* [Aim of the exercise]: Lines in which "impl" appears should be pulled from the data below.

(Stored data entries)
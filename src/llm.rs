use async_trait::async_trait;
use reqwest::Client;
use serde::{Deserialize, Serialize};
use std::time::Duration;
use tracing::info;

use crate::config::LlmConfig;
use crate::pipeline::{Rewriter, BEGIN_DELIMITER, END_DELIMITER};

/// Instructions sent with every rewrite request. The collaborator must return
/// the complete artifact, not a diff.
const SYSTEM_INSTRUCTIONS: &str = "You are rewriting the full source artifact of a \
self-modifying network agent. Rules: \
1. Always return the COMPLETE artifact source, never a fragment or a diff. \
2. Keep every existing capability: the command handling, the state store, the \
rewrite pipeline and the session server must survive the rewrite. \
3. Add the requested behavior as a natural extension of the existing code. \
4. If the current artifact carries #[BEGIN] and #[END] delimiters, preserve \
them and place the whole artifact between them. \
5. Keep the existing formatting and comments. \
6. Return only source code, with no commentary outside a code block.";

/// Errors from the rewrite collaborator boundary.
#[derive(Debug, thiserror::Error)]
pub enum LlmError {
    #[error("transport error: {0}")]
    Transport(#[from] reqwest::Error),
    #[error("rewrite API error {status}: {message}")]
    Api { status: u16, message: String },
    #[error("malformed rewrite response: {0}")]
    Malformed(#[from] serde_json::Error),
    #[error("rewrite response contained no text content")]
    EmptyResponse,
}

#[derive(Debug, Clone, Serialize)]
struct ChatRequest {
    model: String,
    max_tokens: u32,
    system: String,
    messages: Vec<ChatMessage>,
}

#[derive(Debug, Clone, Serialize, Deserialize)]
struct ChatMessage {
    role: String,
    content: String,
}

#[derive(Debug, Clone, Deserialize)]
struct ChatResponse {
    content: Vec<ContentBlock>,
    usage: Option<Usage>,
}

#[derive(Debug, Clone, Deserialize)]
struct ContentBlock {
    #[serde(rename = "type")]
    content_type: String,
    text: Option<String>,
}

#[derive(Debug, Clone, Deserialize)]
struct Usage {
    input_tokens: u32,
    output_tokens: u32,
}

#[derive(Debug, Clone, Deserialize)]
struct ErrorResponse {
    error: Option<ErrorDetail>,
}

#[derive(Debug, Clone, Deserialize)]
struct ErrorDetail {
    message: Option<String>,
}

/// Client for the external rewrite collaborator, an Anthropic-compatible
/// messages API. The HTTP client carries a hard timeout so a stuck rewrite
/// call always resolves to a failure instead of blocking its session forever.
pub struct RewriteClient {
    client: Client,
    base_url: String,
    api_key: String,
    model: String,
    max_tokens: u32,
}

impl RewriteClient {
    pub fn new(config: &LlmConfig, api_key: &str) -> Self {
        Self {
            client: Client::builder()
                .timeout(Duration::from_secs(config.timeout_secs))
                .build()
                .expect("failed to create HTTP client"),
            base_url: config.base_url.trim_end_matches('/').to_string(),
            api_key: api_key.to_string(),
            model: config.model.clone(),
            max_tokens: config.max_tokens,
        }
    }

    async fn complete(&self, system: &str, prompt: &str) -> Result<String, LlmError> {
        let url = format!("{}/v1/messages", self.base_url);

        let request = ChatRequest {
            model: self.model.clone(),
            max_tokens: self.max_tokens,
            system: system.to_string(),
            messages: vec![ChatMessage {
                role: "user".to_string(),
                content: prompt.to_string(),
            }],
        };

        info!(
            model = %self.model,
            prompt_length = prompt.len(),
            "sending rewrite request"
        );

        let response = self
            .client
            .post(&url)
            .header("Content-Type", "application/json")
            .header("x-api-key", &self.api_key)
            .header("anthropic-version", "2023-06-01")
            .json(&request)
            .send()
            .await?;

        let status = response.status();
        let body = response.text().await?;

        if !status.is_success() {
            let message = serde_json::from_str::<ErrorResponse>(&body)
                .ok()
                .and_then(|err| err.error.and_then(|e| e.message))
                .unwrap_or(body);
            return Err(LlmError::Api {
                status: status.as_u16(),
                message,
            });
        }

        let chat_response: ChatResponse = serde_json::from_str(&body)?;

        let content = chat_response
            .content
            .iter()
            .filter_map(|block| {
                if block.content_type == "text" {
                    block.text.clone()
                } else {
                    None
                }
            })
            .collect::<Vec<_>>()
            .join("");

        if content.is_empty() {
            return Err(LlmError::EmptyResponse);
        }

        if let Some(usage) = chat_response.usage {
            info!(
                model = %self.model,
                input_tokens = usage.input_tokens,
                output_tokens = usage.output_tokens,
                "rewrite response received"
            );
        }

        Ok(content)
    }
}

#[async_trait]
impl Rewriter for RewriteClient {
    async fn rewrite(&self, current: &str, request: &str) -> Result<String, LlmError> {
        let prompt = format!(
            "User request: {request}\n\n\
             Current artifact:\n{BEGIN_DELIMITER}\n{current}\n{END_DELIMITER}\n\n\
             Rewrite the artifact to satisfy the request while keeping every \
             existing capability. Return the complete result between the \
             {BEGIN_DELIMITER} and {END_DELIMITER} delimiters."
        );
        self.complete(SYSTEM_INSTRUCTIONS, &prompt).await
    }
}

* [Response to this task]:
impl RewriteClient {
impl Rewriter for RewriteClient {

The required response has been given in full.